We’ve discussed What is Man (Part 1) in his roles of king, warrior, teacher and friend.1

We’ve shown how society seeks to destroy manhood in Where are the Men? (Part 2).

We’ve presented principles to stand against society and show God’s way as truth in What Should a Man Do? (Part 3).

We considered how women help her husband in his role as king in What is Your Choice? (Part 1) 

Last week’s article discussed Letting Him Protect (Part 2). Women obey God and respect their husbands as warriors and teachers.

This article concludes this series about how women can help their man be a testimony to society of what God instituted. She has helped him with his kingdom, she allows him to protect, she learns from him. Now we see man as our friend.

 What is your husband’s passion? What drives him to preform? Do you encourage him to reach his challenges? I can give forty reasons why his idea won’t work, instead of telling him one reason he should try. I must strive to be my husband’s cheerleader.

You should “with humility of mind regard one another as more important than yourselves.”  Philippians 2:42

One wife hunted with her husband. They built the blind. They waited hours. They saw nothing. They shot at nothing. They said nothing. Finally, they took down the blind and headed to the truck. As they walked, her husband said, “That was great!” (p. 241)3

Another wife watched her husband complete his woodworking project. He looked at her and grinned. She grinned back. A few minutes later, he smiled again at her. She smiled back. Forty-five minutes later, he said, “I don’t know what you’re doing, but keep it up!”3

Research studies confirm the male preference for shoulder-to-shoulder communication instead of face-to-face communication.  Four age groups: second graders, sixth graders, tenth graders, and twenty-five-year olds were evaluated. Instructions for each male or female pair were exactly the same. Enter room. Sit down. Talk if you wish.

Every pair of females, no matter what their age, turned their chairs to face each other. They leaned forward and talked.

Males did not move. They sat side by side looking straight ahead except for an occasional glance at each other.

The researchers assumed the females with their face-to-face contact would have the most intimate bonding. Their actual results showed the tenth-grade males were willing to battle and to die for each other.3

Has your husband withdrawn from you? Spend time with him without talking. Do it for twelve weeks.  Will he be energized? Yes. (p. 247)3

Spend time with your friend.

Respect his time with friends. “When a partner isolates their spouse from friends, associates, and public places, it’s called domestic abuse. When it’s done to an entire gender, it’s called feminism.” (p. 118)4 Trust him with others. He is not your child.
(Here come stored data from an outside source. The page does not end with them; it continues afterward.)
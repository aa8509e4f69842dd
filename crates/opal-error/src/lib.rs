use std::fmt;

/// Every failure the manager can surface. Whether a variant is fatal is the
/// caller's call: the orchestrator aborts on manifest errors and contains
/// everything else at the package boundary.
#[derive(Debug)]
pub enum PackageManagerError {
    ManifestMissing(String),
    ManifestInvalid(String),
    InvalidRange(String, String),
    PackageNotFound(String),
    VersionNotFound(String, String),
    RegistryUnavailable(String),
    DownloadFailed(String, String),
    ExtractionFailed(String, String),
    IntegrityMismatch(String, String),
    StructureViolation(String, String),
    DependencyMissing(String, String),
    LockConflict(String, String),
    LockfileError(String),
    InvalidPackageSpec(String),
    IoError(String),
}

impl fmt::Display for PackageManagerError {
    fn fmt(&self, f: &mut fmt::Formatter<'_>) -> fmt::Result {
        match self {
            Self::ManifestMissing(path) => {
                write!(f, "package.json not found at {path}")
            }
            Self::ManifestInvalid(msg) => {
                write!(f, "package.json is not valid JSON: {msg}")
            }
            Self::InvalidRange(range, detail) => {
                write!(f, "Invalid version range '{range}': {detail}")
            }
            Self::PackageNotFound(name) => {
                write!(f, "Package '{name}' not found in registry")
            }
            Self::VersionNotFound(name, range) => {
                write!(f, "No version of '{name}' satisfies '{range}'")
            }
            Self::RegistryUnavailable(msg) => {
                write!(f, "Registry unavailable: {msg}")
            }
            Self::DownloadFailed(name, version) => {
                write!(f, "Failed to download {name}@{version}")
            }
            Self::ExtractionFailed(name, msg) => {
                write!(f, "Failed to extract tarball for '{name}': {msg}")
            }
            Self::IntegrityMismatch(name, detail) => {
                write!(f, "Integrity check failed for '{name}': {detail}")
            }
            Self::StructureViolation(name, detail) => {
                write!(f, "Package '{name}' failed structural checks: {detail}")
            }
            Self::DependencyMissing(name, dep) => {
                write!(f, "Package '{name}' is missing its dependency '{dep}'")
            }
            Self::LockConflict(name, version) => {
                write!(f, "Locked version {name}@{version} no longer exists at the registry")
            }
            Self::LockfileError(msg) => {
                write!(f, "Lockfile error: {msg}")
            }
            Self::InvalidPackageSpec(spec) => {
                write!(f, "Invalid package specification: {spec}")
            }
            Self::IoError(msg) => {
                write!(f, "IO error: {msg}")
            }
        }
    }
}

impl std::error::Error for PackageManagerError {}

impl From<anyhow::Error> for PackageManagerError {
    fn from(err: anyhow::Error) -> Self {
        Self::IoError(err.to_string())
    }
}

impl From<std::io::Error> for PackageManagerError {
    fn from(err: std::io::Error) -> Self {
        Self::IoError(err.to_string())
    }
}

pub type Result<T> = std::result::Result<T, PackageManagerError>;
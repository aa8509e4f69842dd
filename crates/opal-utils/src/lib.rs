pub mod package_spec;
pub mod path_utils;
pub mod version_utils;

pub use package_spec::parse_pkg_spec;
pub use path_utils::*;
pub use version_utils::*;
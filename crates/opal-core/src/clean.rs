use std::fs;
use std::path::Path;

use opal_cache::CacheStore;
use opal_error::{PackageManagerError, Result};
use opal_utils::{get_cache_path, get_modules_path};

pub struct CleanManager;

impl CleanManager {
    /// Empty the package cache beside the project's tree.
    pub fn clean_cache(project_dir: &Path) -> Result<()> {
        let cache_root = get_cache_path(&get_modules_path(project_dir));
        if !cache_root.exists() {
            opal_logger::info("No package cache found to clean.");
            return Ok(());
        }

        let cache = CacheStore::new(&cache_root)?;
        cache.clear()?;
        opal_logger::finish("Cleaned package cache");
        Ok(())
    }

    /// Delete the installed tree entirely.
    pub fn clean_modules(project_dir: &Path) -> Result<()> {
        let modules = get_modules_path(project_dir);
        if !modules.exists() {
            opal_logger::info("No node_modules directory found to clean.");
            return Ok(());
        }

        fs::remove_dir_all(&modules)
            .map_err(|e| PackageManagerError::IoError(format!("failed to clean tree: {e}")))?;
        opal_logger::finish("Removed node_modules");
        Ok(())
    }
}
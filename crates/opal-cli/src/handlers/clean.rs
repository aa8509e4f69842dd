use std::path::Path;

use anyhow::Result;

use opal_core::CleanManager;

pub struct CleanHandler;

impl CleanHandler {
    pub fn handle_clean(modules: bool) -> Result<()> {
        CleanManager::clean_cache(Path::new("."))?;
        if modules {
            CleanManager::clean_modules(Path::new("."))?;
        }
        Ok(())
    }
}
use std::collections::HashSet;
use std::fmt;

use indexmap::{IndexMap, IndexSet};

use opal_error::{PackageManagerError, Result};
use opal_registry::RegistryClient;

use crate::range::VersionRange;

/// A concrete (name, version) pair. Identity for the resolution map, the
/// installed set, and the cache.
#[derive(Debug, Clone, PartialEq, Eq, Hash)]
pub struct PackageId {
    pub name: String,
    pub version: String,
}

impl PackageId {
    #[must_use]
    pub fn new(name: &str, version: &str) -> Self {
        Self {
            name: name.to_string(),
            version: version.to_string(),
        }
    }
}

impl fmt::Display for PackageId {
    fn fmt(&self, f: &mut fmt::Formatter<'_>) -> fmt::Result {
        write!(f, "{}@{}", self.name, self.version)
    }
}

/// The output of a resolution run: every package with its parent back-edges
/// in first-seen order, plus the version hoisted to the top of the tree for
/// each name.
#[derive(Debug, Default)]
pub struct Resolution {
    packages: IndexMap<PackageId, IndexSet<PackageId>>,
    top_level: IndexMap<String, String>,
    order: Vec<PackageId>,
}

impl Resolution {
    #[must_use]
    pub fn packages(&self) -> &IndexMap<PackageId, IndexSet<PackageId>> {
        &self.packages
    }

    #[must_use]
    pub fn parents(&self, id: &PackageId) -> Option<&IndexSet<PackageId>> {
        self.packages.get(id)
    }

    #[must_use]
    pub fn contains(&self, id: &PackageId) -> bool {
        self.packages.contains_key(id)
    }

    /// name -> hoisted version
    #[must_use]
    pub fn top_level(&self) -> &IndexMap<String, String> {
        &self.top_level
    }

    /// PackageIds in first-seen order; installation follows this order.
    #[must_use]
    pub fn order(&self) -> &[PackageId] {
        &self.order
    }

    /// Packages nothing depends on (the manifest roots).
    pub fn roots(&self) -> impl Iterator<Item = &PackageId> {
        self.packages
            .iter()
            .filter(|(_, parents)| parents.is_empty())
            .map(|(id, _)| id)
    }

    /// Direct dependents-of relation, derived from the parent edges.
    #[must_use]
    pub fn children(&self, parent: &PackageId) -> Vec<&PackageId> {
        self.packages
            .iter()
            .filter(|(_, parents)| parents.contains(parent))
            .map(|(id, _)| id)
            .collect()
    }

    #[must_use]
    pub fn len(&self) -> usize {
        self.packages.len()
    }

    #[must_use]
    pub fn is_empty(&self) -> bool {
        self.packages.is_empty()
    }
}

/// A resolution attempt that was abandoned without aborting its siblings.
#[derive(Debug)]
pub struct ResolutionFailure {
    pub name: String,
    pub range: String,
    pub error: PackageManagerError,
}

/// One depth-first walk over the dependency graph. Created per install run
/// and discarded afterwards; all mutable resolver state lives here.
pub struct ResolutionSession<'a> {
    registry: &'a dyn RegistryClient,
    locked: IndexMap<String, String>,
    resolution: Resolution,
    path: Vec<PackageId>,
    path_set: HashSet<PackageId>,
    cycles: Vec<Vec<PackageId>>,
    failures: Vec<ResolutionFailure>,
}

impl<'a> ResolutionSession<'a> {
    #[must_use]
    pub fn new(registry: &'a dyn RegistryClient) -> Self {
        Self::with_locked_versions(registry, IndexMap::new())
    }

    /// `locked` pins root names to previously locked versions; transitive
    /// edges always resolve against the registry.
    #[must_use]
    pub fn with_locked_versions(
        registry: &'a dyn RegistryClient,
        locked: IndexMap<String, String>,
    ) -> Self {
        Self {
            registry,
            locked,
            resolution: Resolution::default(),
            path: Vec::new(),
            path_set: HashSet::new(),
            cycles: Vec::new(),
            failures: Vec::new(),
        }
    }

    /// Resolve every (name, range) root in iteration order. Roots with a
    /// locked version bypass range matching and reuse it verbatim.
    pub fn resolve_roots(&mut self, roots: &IndexMap<String, String>) {
        for (name, range) in roots {
            if let Some(locked_version) = self.locked.get(name).cloned() {
                self.resolve_package(name, &locked_version, None, true, true);
            } else {
                self.resolve_package(name, range, None, true, false);
            }
        }
    }

    /// Consume the session, yielding what the installer needs.
    #[must_use]
    pub fn into_outcome(self) -> (Resolution, Vec<ResolutionFailure>, Vec<Vec<PackageId>>) {
        (self.resolution, self.failures, self.cycles)
    }

    #[must_use]
    pub fn resolution(&self) -> &Resolution {
        &self.resolution
    }

    #[must_use]
    pub fn failures(&self) -> &[ResolutionFailure] {
        &self.failures
    }

    #[must_use]
    pub fn cycles(&self) -> &[Vec<PackageId>] {
        &self.cycles
    }

    /// Failures are contained here: a bad subtree never takes its siblings
    /// down with it.
    fn resolve_package(
        &mut self,
        name: &str,
        range: &str,
        parent: Option<PackageId>,
        is_top_level: bool,
        use_locked: bool,
    ) {
        if let Err(error) = self.try_resolve(name, range, parent, is_top_level, use_locked) {
            opal_logger::error(&format!("Error resolving {name}@{range}: {error}"));
            self.failures.push(ResolutionFailure {
                name: name.to_string(),
                range: range.to_string(),
                error,
            });
        }
    }

    fn try_resolve(
        &mut self,
        name: &str,
        range: &str,
        parent: Option<PackageId>,
        is_top_level: bool,
        use_locked: bool,
    ) -> Result<()> {
        let version = if use_locked {
            range.to_string()
        } else {
            opal_logger::step(opal_logger::Phase::Resolving, &format!("{name}@{range}"), 0, 0);
            self.select_version(name, range)?
        };
        let id = PackageId::new(name, &version);

        if self.path_set.contains(&id) {
            self.report_cycle(&id);
            return Ok(());
        }

        self.path.push(id.clone());
        self.path_set.insert(id.clone());

        let first_visit = !self.resolution.packages.contains_key(&id);
        if first_visit {
            self.resolution.packages.insert(id.clone(), IndexSet::new());
            self.resolution.order.push(id.clone());
            if is_top_level || !self.resolution.top_level.contains_key(name) {
                self.resolution
                    .top_level
                    .insert(name.to_string(), version.clone());
            }
        }

        if let Some(parent) = parent {
            if let Some(parents) = self.resolution.packages.get_mut(&id) {
                parents.insert(parent);
            }
        }

        // A node already in the map has had its subtree expanded; only the
        // parent edge above was new.
        if first_visit {
            let metadata = match self.registry.fetch_metadata(name, &version) {
                Ok(metadata) => metadata,
                Err(error) => {
                    self.pop_path(&id);
                    // A locked version the registry no longer serves is a
                    // lock conflict, not a plain missing version.
                    if use_locked
                        && matches!(error, PackageManagerError::VersionNotFound(..))
                    {
                        return Err(PackageManagerError::LockConflict(
                            name.to_string(),
                            version,
                        ));
                    }
                    return Err(error);
                }
            };

            for (dep_name, dep_range) in &metadata.dependencies {
                self.resolve_package(dep_name, dep_range, Some(id.clone()), false, false);
            }
        }

        self.pop_path(&id);
        Ok(())
    }

    fn select_version(&self, name: &str, range: &str) -> Result<String> {
        let parsed = VersionRange::parse(range)?;
        let versions = self.registry.list_versions(name)?;
        parsed.max_satisfying(&versions).ok_or_else(|| {
            PackageManagerError::VersionNotFound(name.to_string(), range.to_string())
        })
    }

    fn report_cycle(&mut self, id: &PackageId) {
        let start = self.path.iter().position(|p| p == id).unwrap_or(0);
        let mut cycle: Vec<PackageId> = self.path.get(start..).unwrap_or_default().to_vec();
        cycle.push(id.clone());

        let rendered = cycle
            .iter()
            .map(ToString::to_string)
            .collect::<Vec<_>>()
            .join(" -> ");
        opal_logger::warn(&format!("Circular dependency detected: {rendered}"));

        self.cycles.push(cycle);
    }

    fn pop_path(&mut self, id: &PackageId) {
        self.path_set.remove(id);
        if self.path.last() == Some(id) {
            self.path.pop();
        }
    }
}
Sometimes your husband hurts you. Believe he intends good not evil. Your hurt is unknown to him. He cannot read your mind. Tell him then commit to forgive. Forgiveness is the opposite of judging. Forgiveness enables you to obey God’s Word to respect him. (p. 105)3

Forgive your friend.

Do you find Valentine cards that speak of respect? He knows you love him. But do you respect him? One man wrote: I received a ‘respect letter’ from my wife. Not only did I save it, I re-read it. I guess if there’s one fan I want in the world, it would be my wife. (p. 212)3

Tell your friend you respect him and why.
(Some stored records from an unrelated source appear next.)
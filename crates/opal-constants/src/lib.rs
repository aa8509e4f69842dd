pub const USER_AGENT: &str = "opal/0.1.0";
pub const DEFAULT_REGISTRY_URL: &str = "https://registry.npmjs.org";

pub const MANIFEST_FILE: &str = "package.json";
pub const LOCK_FILE: &str = "package-lock.json";
pub const MODULES_DIR: &str = "node_modules";
pub const CACHE_DIR: &str = ".package_cache";

/// Files every published package is expected to ship at its root.
pub const REQUIRED_PACKAGE_FILES: &[&str] = &["package.json", "README.md", "LICENSE"];

/// Trees larger than this are not visualized unless forced.
pub const VISUALIZE_NODE_LIMIT: usize = 30;
pub mod add;
pub mod clean;
pub mod init;
pub mod install;
pub mod list;
pub mod remove;
pub mod update;

pub use add::AddHandler;
pub use clean::CleanHandler;
pub use init::InitHandler;
pub use install::InstallHandler;
pub use list::ListHandler;
pub use remove::RemoveHandler;
pub use update::UpdateHandler;
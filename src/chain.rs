//! Chained query handlers.
//!
//! Each handler either answers a query or declines it. A handler that
//! declines may pass the query to the next one, which it holds only as an
//! opaque `Arc<dyn Handler>`.

use crate::resolver::{Resolution, ViewResolver};
use crate::upstream::Upstream;
use async_trait::async_trait;
use hickory_proto::op::{Query, ResponseCode};
use hickory_proto::rr::Record;
use std::net::IpAddr;
use std::sync::Arc;
use tokio::time::{timeout_at, Instant};
use tracing::{debug, warn};

pub struct QueryContext {
    pub src: IpAddr,
    pub query: Query,
    pub deadline: Instant,
}

#[derive(Debug, Clone, PartialEq)]
pub struct Reply {
    pub authoritative: bool,
    pub rcode: ResponseCode,
    pub answers: Vec<Record>,
}

#[derive(Debug, Clone, PartialEq)]
pub enum Outcome {
    Handled(Reply),
    NotHandled,
}

#[async_trait]
pub trait Handler: Send + Sync {
    fn name(&self) -> &'static str;

    async fn try_handle(&self, ctx: &QueryContext) -> Outcome;
}

async fn next_or_decline(next: Option<&Arc<dyn Handler>>, ctx: &QueryContext) -> Outcome {
    match next {
        Some(h) => {
            debug!(next = h.name(), qname = %ctx.query.name(), "paso al siguiente handler");
            h.try_handle(ctx).await
        }
        None => Outcome::NotHandled,
    }
}

/// Answers from the split-horizon views; anything else goes to `next`.
pub struct ViewHandler {
    resolver: ViewResolver,
    next: Option<Arc<dyn Handler>>,
}

impl ViewHandler {
    pub fn new(resolver: ViewResolver) -> Self {
        Self {
            resolver,
            next: None,
        }
    }

    pub fn with_next(mut self, next: Arc<dyn Handler>) -> Self {
        self.next = Some(next);
        self
    }
}

#[async_trait]
impl Handler for ViewHandler {
    fn name(&self) -> &'static str {
        "views"
    }

    async fn try_handle(&self, ctx: &QueryContext) -> Outcome {
        let q = &ctx.query;
        let res = self
            .resolver
            .resolve(ctx.src, q.name(), q.query_type(), q.query_class(), ctx.deadline)
            .await;

        match res {
            Ok(Resolution::Answer(answers)) => Outcome::Handled(Reply {
                authoritative: true,
                rcode: ResponseCode::NoError,
                answers,
            }),
            Ok(Resolution::NoMatch) => next_or_decline(self.next.as_ref(), ctx).await,
            Err(e) => {
                warn!(error = %e, qname = %q.name(), src = %ctx.src, "vistas: error, paso al siguiente handler");
                next_or_decline(self.next.as_ref(), ctx).await
            }
        }
    }
}

/// Fallback handler: forwards the original question to the upstream and
/// relays the result non-authoritatively.
pub struct ForwardHandler {
    upstream: Arc<dyn Upstream>,
}

impl ForwardHandler {
    pub fn new(upstream: Arc<dyn Upstream>) -> Self {
        Self { upstream }
    }
}

#[async_trait]
impl Handler for ForwardHandler {
    fn name(&self) -> &'static str {
        "forward"
    }

    async fn try_handle(&self, ctx: &QueryContext) -> Outcome {
        let q = &ctx.query;
        let servfail = Outcome::Handled(Reply {
            authoritative: false,
            rcode: ResponseCode::ServFail,
            answers: vec![],
        });

        match timeout_at(ctx.deadline, self.upstream.lookup(q.name(), q.query_type())).await {
            Ok(Ok(ans)) => Outcome::Handled(Reply {
                authoritative: false,
                rcode: ans.rcode,
                answers: ans.records,
            }),
            Ok(Err(e)) => {
                warn!(error = %e, qname = %q.name(), "forward falló");
                servfail
            }
            Err(_) => {
                debug!(qname = %q.name(), "forward: deadline vencido");
                servfail
            }
        }
    }
}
Men are responsive to what they see. Husbands need their wives’ understanding of their struggles and temptations.  His sexual temptations are common to all men. Do not shame him nor doubt his faithfulness because he shares his struggles. He needs you to try to understand.

Help give release to his sexual needs. You can choose to be responsive even with a headache.

Do not manipulate him by depriving intimacy until he does something for you. He shouldn’t have to earn it. He’s not a dog to be rewarded with a bone when he does well. This disrespects his maleness. He was created this way. Give willingly even initiating it.

You do not condemn yourself when you need love. You need emotional release. Your husband needs sexual release just as you need emotional release. That is how he is made. Honor that.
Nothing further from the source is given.